In many ways, this is a surprisingly brave book.  It would have been very simple for the author to do a behind-the-scenes book about running the show, rehashing all the famous incidents in the show’s history and sprinkling it with a bit of inside dirt.  Instead, Dell’Abate digs deep into his personal history, focusing on how his oft-turbulent home life made him the survivor he is.  He reveals how he was born into a home with two brothers – one a rebel, the other secretly homosexual – and raised by a mother who was loving but troubled with mental illness at a time when doctors didn’t know how to handle it properly.

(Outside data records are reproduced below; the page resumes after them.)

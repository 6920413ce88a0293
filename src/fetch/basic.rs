use std::time::Duration;

use super::client::HttpClient;
use crate::error::PipelineError;
use async_trait::async_trait;

/// Plain `reqwest` client. One instance is built per pipeline invocation so
/// that pooled connections are shared between that invocation's requests
/// and nothing else.
pub struct BasicClient(reqwest::Client);

impl BasicClient {
    pub fn new() -> Self {
        Self(reqwest::Client::new())
    }

    pub fn with_timeouts(
        timeout: Duration,
        connect_timeout: Duration,
    ) -> Result<Self, PipelineError> {
        let client = reqwest::Client::builder()
            .timeout(timeout)
            .connect_timeout(connect_timeout)
            .build()
            .map_err(|e| {
                PipelineError::configuration(format!("failed to build HTTP client: {e}"))
            })?;
        Ok(Self(client))
    }
}

impl Default for BasicClient {
    fn default() -> Self {
        Self::new()
    }
}

#[async_trait]
impl HttpClient for BasicClient {
    async fn execute(&self, req: reqwest::Request) -> reqwest::Result<reqwest::Response> {
        self.0.execute(req).await
    }
}
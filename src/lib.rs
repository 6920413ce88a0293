pub mod config;
pub mod error;
pub mod fetch;
pub mod geo;
pub mod handler;
pub mod model;
pub mod output;
pub mod parser;
pub mod pipeline;
pub mod scoring;
pub mod server;
pub mod sources;
pub mod stats;
pub mod thin;
pub mod time;

pub mod gtfs_rt {
    include!(concat!(env!("OUT_DIR"), "/transit_realtime.rs"));
}
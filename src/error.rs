//! Error taxonomy for a single pipeline invocation.

/// A hard failure that aborts the whole invocation.
///
/// Entity-level problems (missing position, non-finite coordinates, sites
/// without a usable coordinate) are never reported through this type; they
/// are counted in [`crate::stats::NormalizeStats`] and skipped.
#[derive(Debug, thiserror::Error)]
pub enum PipelineError {
    /// A required setting or secret is absent or invalid.
    #[error("{message}")]
    Configuration { message: String },

    /// Transport failure or a non-success status from an upstream call.
    #[error("{message}")]
    Upstream {
        status: Option<u16>,
        message: String,
    },

    /// The upstream payload could not be decoded.
    #[error("{message}")]
    Decode { message: String },

    /// The caller cancelled the invocation or its deadline passed.
    #[error("invocation cancelled before completion")]
    Cancelled,
}

impl PipelineError {
    pub fn configuration(message: impl Into<String>) -> Self {
        Self::Configuration {
            message: message.into(),
        }
    }

    pub fn upstream_status(context: &str, status: u16) -> Self {
        Self::Upstream {
            status: Some(status),
            message: format!("{context}: upstream returned status {status}"),
        }
    }

    pub fn decode(context: &str, err: impl std::fmt::Display) -> Self {
        Self::Decode {
            message: format!("{context}: {err}"),
        }
    }

    /// Wraps a transport error. The URL is stripped so that query-string
    /// API keys never reach a response body or a log line.
    pub fn transport(context: &str, err: reqwest::Error) -> Self {
        let status = err.status().map(|s| s.as_u16());
        let err = err.without_url();
        Self::Upstream {
            status,
            message: format!("{context}: {err}"),
        }
    }

    /// Short machine-readable kind, used as the `error` field of failure
    /// responses.
    pub fn kind(&self) -> &'static str {
        match self {
            Self::Configuration { .. } => "ConfigurationError",
            Self::Upstream { .. } => "UpstreamError",
            Self::Decode { .. } => "DecodeError",
            Self::Cancelled => "Cancelled",
        }
    }

    /// Human-readable detail string for failure responses.
    pub fn details(&self) -> String {
        self.to_string()
    }

    /// Whether a retry could plausibly succeed.
    pub fn is_transient(&self) -> bool {
        match self {
            Self::Upstream {
                status: Some(status),
                ..
            } => *status == 429 || *status >= 500,
            Self::Upstream { status: None, .. } => true,
            _ => false,
        }
    }
}

impl From<prost::DecodeError> for PipelineError {
    fn from(err: prost::DecodeError) -> Self {
        Self::decode("vehicle feed", err)
    }
}
use std::time::Duration;

use serde::{Deserialize, Serialize};

/// Hard cap on attempts regardless of configuration.
pub const MAX_ATTEMPTS: u32 = 3;

/// Bounded exponential backoff for transient upstream failures
/// (transport errors, HTTP 429, HTTP 5xx).
///
/// The default of one attempt means no retry at all.
#[derive(Debug, Clone, Copy, PartialEq, Eq, Serialize, Deserialize)]
#[serde(default)]
pub struct RetryPolicy {
    pub max_attempts: u32,
    pub base_delay_ms: u64,
}

impl Default for RetryPolicy {
    fn default() -> Self {
        Self {
            max_attempts: 1,
            base_delay_ms: 500,
        }
    }
}

impl RetryPolicy {
    /// Effective number of attempts, between 1 and [`MAX_ATTEMPTS`].
    pub fn attempts(&self) -> u32 {
        self.max_attempts.clamp(1, MAX_ATTEMPTS)
    }

    /// Delay before retrying after the `attempt`-th failure (1-based).
    pub fn delay_after(&self, attempt: u32) -> Duration {
        let factor = 1u64 << attempt.saturating_sub(1).min(MAX_ATTEMPTS);
        Duration::from_millis(self.base_delay_ms.saturating_mul(factor))
    }
}
//! Wire DTOs for the identity-provider boundary.
//!
//! DESIGN
//! ======
//! The provider's userinfo payload is deserialized into an unvalidated raw
//! shape first; `Profile` can only be produced by explicit validation, so a
//! missing field surfaces as a typed error instead of an empty display.

#[cfg(test)]
#[path = "types_test.rs"]
mod types_test;

use serde::Deserialize;

/// Userinfo payload as it arrives off the wire, before validation.
///
/// Providers differ on the username claim name; `preferred_username` is the
/// OpenID Connect spelling.
#[derive(Clone, Debug, Deserialize)]
pub struct RawProfile {
    /// Login name of the authenticated user.
    #[serde(alias = "preferred_username")]
    pub username: Option<String>,
    /// Email address on record with the provider.
    pub email: Option<String>,
    /// Subject identifier, the provider's stable user id.
    pub sub: Option<String>,
}

/// Validated profile of the authenticated user.
#[derive(Clone, Debug, PartialEq, Eq)]
pub struct Profile {
    /// Login name of the authenticated user.
    pub username: String,
    /// Email address on record with the provider.
    pub email: String,
    /// Subject identifier, the provider's stable user id.
    pub sub: String,
}

impl TryFrom<RawProfile> for Profile {
    /// Name of the first missing required field.
    type Error = &'static str;

    fn try_from(raw: RawProfile) -> Result<Self, Self::Error> {
        let username = raw.username.ok_or("username")?;
        let email = raw.email.ok_or("email")?;
        let sub = raw.sub.ok_or("sub")?;
        Ok(Self { username, email, sub })
    }
}
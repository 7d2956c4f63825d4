//! # userinfo-client
//!
//! Leptos + WASM front end that shows the signed-in user's username and
//! email, fetched from an identity provider's userinfo endpoint.
//!
//! This crate contains pages, components, application state, and the
//! identity-provider client boundary.

pub mod app;
pub mod components;
pub mod net;
pub mod pages;
pub mod state;
pub mod util;

/// Browser entry point: install panic/log hooks and hydrate the app.
#[cfg(feature = "hydrate")]
#[wasm_bindgen::prelude::wasm_bindgen]
pub fn hydrate() {
    use crate::app::App;

    console_error_panic_hook::set_once();
    let _ = console_log::init_with_level(log::Level::Debug);
    leptos::mount::hydrate_body(App);
}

Dell’Abate could have taken this material and made it into a melodramatic weeper of a book but again, he doesn’t take the easy way.  Instead, he and co-author Chad Millman present his triumphs and tribulations in a likeably plain-spoken, conversational style that makes it feel like the reader is having a chat session with its main subject.  Dell’Abate’s complex relationship with his mother acts as the backbone of the narrative.  As it grows and changes with time, the dramatic intensity gently builds until it reaches an unexpected, bittersweet ending that is all the more moving because it is free of cheap emotional manipulation.

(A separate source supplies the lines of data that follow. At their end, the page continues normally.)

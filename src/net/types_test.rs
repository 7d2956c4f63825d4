use super::*;

fn full_raw() -> RawProfile {
    RawProfile {
        username: Some("alice".to_owned()),
        email: Some("a@x.com".to_owned()),
        sub: Some("123".to_owned()),
    }
}

// =============================================================
// Validation
// =============================================================

#[test]
fn complete_raw_profile_validates() {
    let profile = Profile::try_from(full_raw()).expect("all fields present");
    assert_eq!(profile.username, "alice");
    assert_eq!(profile.email, "a@x.com");
    assert_eq!(profile.sub, "123");
}

#[test]
fn missing_username_names_the_field() {
    let raw = RawProfile { username: None, ..full_raw() };
    assert_eq!(Profile::try_from(raw), Err("username"));
}

#[test]
fn missing_email_names_the_field() {
    let raw = RawProfile { email: None, ..full_raw() };
    assert_eq!(Profile::try_from(raw), Err("email"));
}

#[test]
fn missing_sub_names_the_field() {
    let raw = RawProfile { sub: None, ..full_raw() };
    assert_eq!(Profile::try_from(raw), Err("sub"));
}

// =============================================================
// Deserialization
// =============================================================

#[test]
fn deserializes_username_claim() {
    let raw: RawProfile =
        serde_json::from_str(r#"{"username":"alice","email":"a@x.com","sub":"123"}"#).unwrap();
    assert_eq!(raw.username.as_deref(), Some("alice"));
}

#[test]
fn accepts_preferred_username_alias() {
    let raw: RawProfile =
        serde_json::from_str(r#"{"preferred_username":"alice","email":"a@x.com","sub":"123"}"#)
            .unwrap();
    assert_eq!(raw.username.as_deref(), Some("alice"));
}

#[test]
fn absent_fields_deserialize_as_none() {
    let raw: RawProfile = serde_json::from_str(r#"{"email":"a@x.com"}"#).unwrap();
    assert_eq!(raw.username, None);
    assert_eq!(raw.sub, None);
}

#[test]
fn unknown_fields_are_ignored() {
    let raw: RawProfile = serde_json::from_str(
        r#"{"username":"alice","email":"a@x.com","sub":"123","email_verified":true,"name":"Alice"}"#,
    )
    .unwrap();
    assert_eq!(raw.username.as_deref(), Some("alice"));
}
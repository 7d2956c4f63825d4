//! Identity-provider client for profile retrieval.
//!
//! Client-side (hydrate): real HTTP calls via `gloo-net` against the
//! provider's OpenID Connect userinfo endpoint.
//! Server-side (SSR): stub returning an error, since the identity session
//! only exists in the browser.

#[cfg(test)]
#[path = "identity_test.rs"]
mod identity_test;

use crate::net::types::Profile;
#[cfg(feature = "hydrate")]
use crate::net::types::RawProfile;

fn userinfo_endpoint(base: &str, realm: &str) -> String {
    format!("{base}/realms/{realm}/protocol/openid-connect/userinfo")
}

#[cfg(any(test, feature = "hydrate"))]
fn profile_request_failed_message(status: u16) -> String {
    format!("profile request failed: {status}")
}

/// Errors surfaced by profile retrieval.
#[derive(Clone, Debug, PartialEq, Eq, thiserror::Error)]
pub enum IdentityError {
    /// The provider responded, but the payload lacked a required field.
    #[error("malformed profile: missing field `{missing}`")]
    MalformedProfile {
        /// Name of the first missing field.
        missing: &'static str,
    },
    /// Transport or HTTP-level failure.
    #[error("{0}")]
    Fetch(String),
}

/// Asynchronous profile-retrieval capability.
///
/// The display component takes this as its one injected dependency, so tests
/// can drive it with canned outcomes instead of a live provider.
#[allow(async_fn_in_trait)]
pub trait IdentityClient {
    /// Fetch the signed-in user's profile. Resolves exactly once.
    ///
    /// # Errors
    ///
    /// Returns [`IdentityError::Fetch`] when the request cannot be made or
    /// the provider responds with a non-OK status, and
    /// [`IdentityError::MalformedProfile`] when the payload is missing a
    /// required field.
    async fn load_user_profile(&self) -> Result<Profile, IdentityError>;
}

/// `IdentityClient` backed by the provider's userinfo endpoint.
#[derive(Clone, Debug)]
pub struct HttpIdentityClient {
    endpoint: String,
}

impl HttpIdentityClient {
    /// Client for `{base}/realms/{realm}/protocol/openid-connect/userinfo`.
    pub fn new(base: &str, realm: &str) -> Self {
        Self {
            endpoint: userinfo_endpoint(base, realm),
        }
    }

    /// Userinfo URL this client requests.
    pub fn endpoint(&self) -> &str {
        &self.endpoint
    }
}

impl Default for HttpIdentityClient {
    /// Same-origin provider under `/auth`, `demo` realm.
    fn default() -> Self {
        Self::new("/auth", "demo")
    }
}

impl IdentityClient for HttpIdentityClient {
    async fn load_user_profile(&self) -> Result<Profile, IdentityError> {
        #[cfg(feature = "hydrate")]
        {
            let resp = gloo_net::http::Request::get(&self.endpoint)
                .send()
                .await
                .map_err(|e| IdentityError::Fetch(e.to_string()))?;
            if !resp.ok() {
                return Err(IdentityError::Fetch(profile_request_failed_message(
                    resp.status(),
                )));
            }
            let raw: RawProfile = resp
                .json()
                .await
                .map_err(|e| IdentityError::Fetch(e.to_string()))?;
            Profile::try_from(raw).map_err(|missing| IdentityError::MalformedProfile { missing })
        }
        #[cfg(not(feature = "hydrate"))]
        {
            Err(IdentityError::Fetch("not available on server".to_owned()))
        }
    }
}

That said, fans shouldn’t worry that They Call Me Baba Booey is just “movie-of-the-week”-style domestic drama material.  Dell’Abate and Millman wisely pace the dramatic autobiography sections by interspersing them with chapters where they explore key incidents in the show’s history that featured Dell’Abate as the central focus.  For instance, there are involved chapters about an embarrasing moment where an “I want you back” videotape he made for an ex-girlfriend resurfaces and a blow-by-blow account of an infamous moment where he threw a “first pitch” at a baseball game that went awry.  It’s interesting to see these moments through Dell’Abate’s eyes and his measured but honest recounting of what went down adds a fresh dimension that will intrigue even veteran Stern fans.  He also includes music-oriented lists that reflect his pop cultural obsessions.

Show fans will also want to note that the final chapters of the book deal with how he worked his way up the ladder in the world of New York radio, culminating in his audition and subsequent appointment for the producer gig on the Stern show.  This is the stuff that will interest hardcore Stern fans most, functioning as a grunt’s-eye view of the radio business circa the early 1980’s – complete with a cameo role by Stern nemesis Don Imus.

In summation, They Call Me Baba Booey is not the book a lot of Stern fans would expect.  In many ways, it’s like the “origin” issue of a comic book, telling the tale of how its protagonist came to be who he is instead of focusing on his most famous exploits.  Some will no doubt be disappointed that they don’t get more behind-the-scenes material but it could be argued that such material would be a book all its own, one that Dell’Abate will hopefully get to somewhere down the line.  In the meantime, They Call Me Baba Booey is a good-natured underdog story whose gentle, perceptive style says as much about its author as the narrative itself.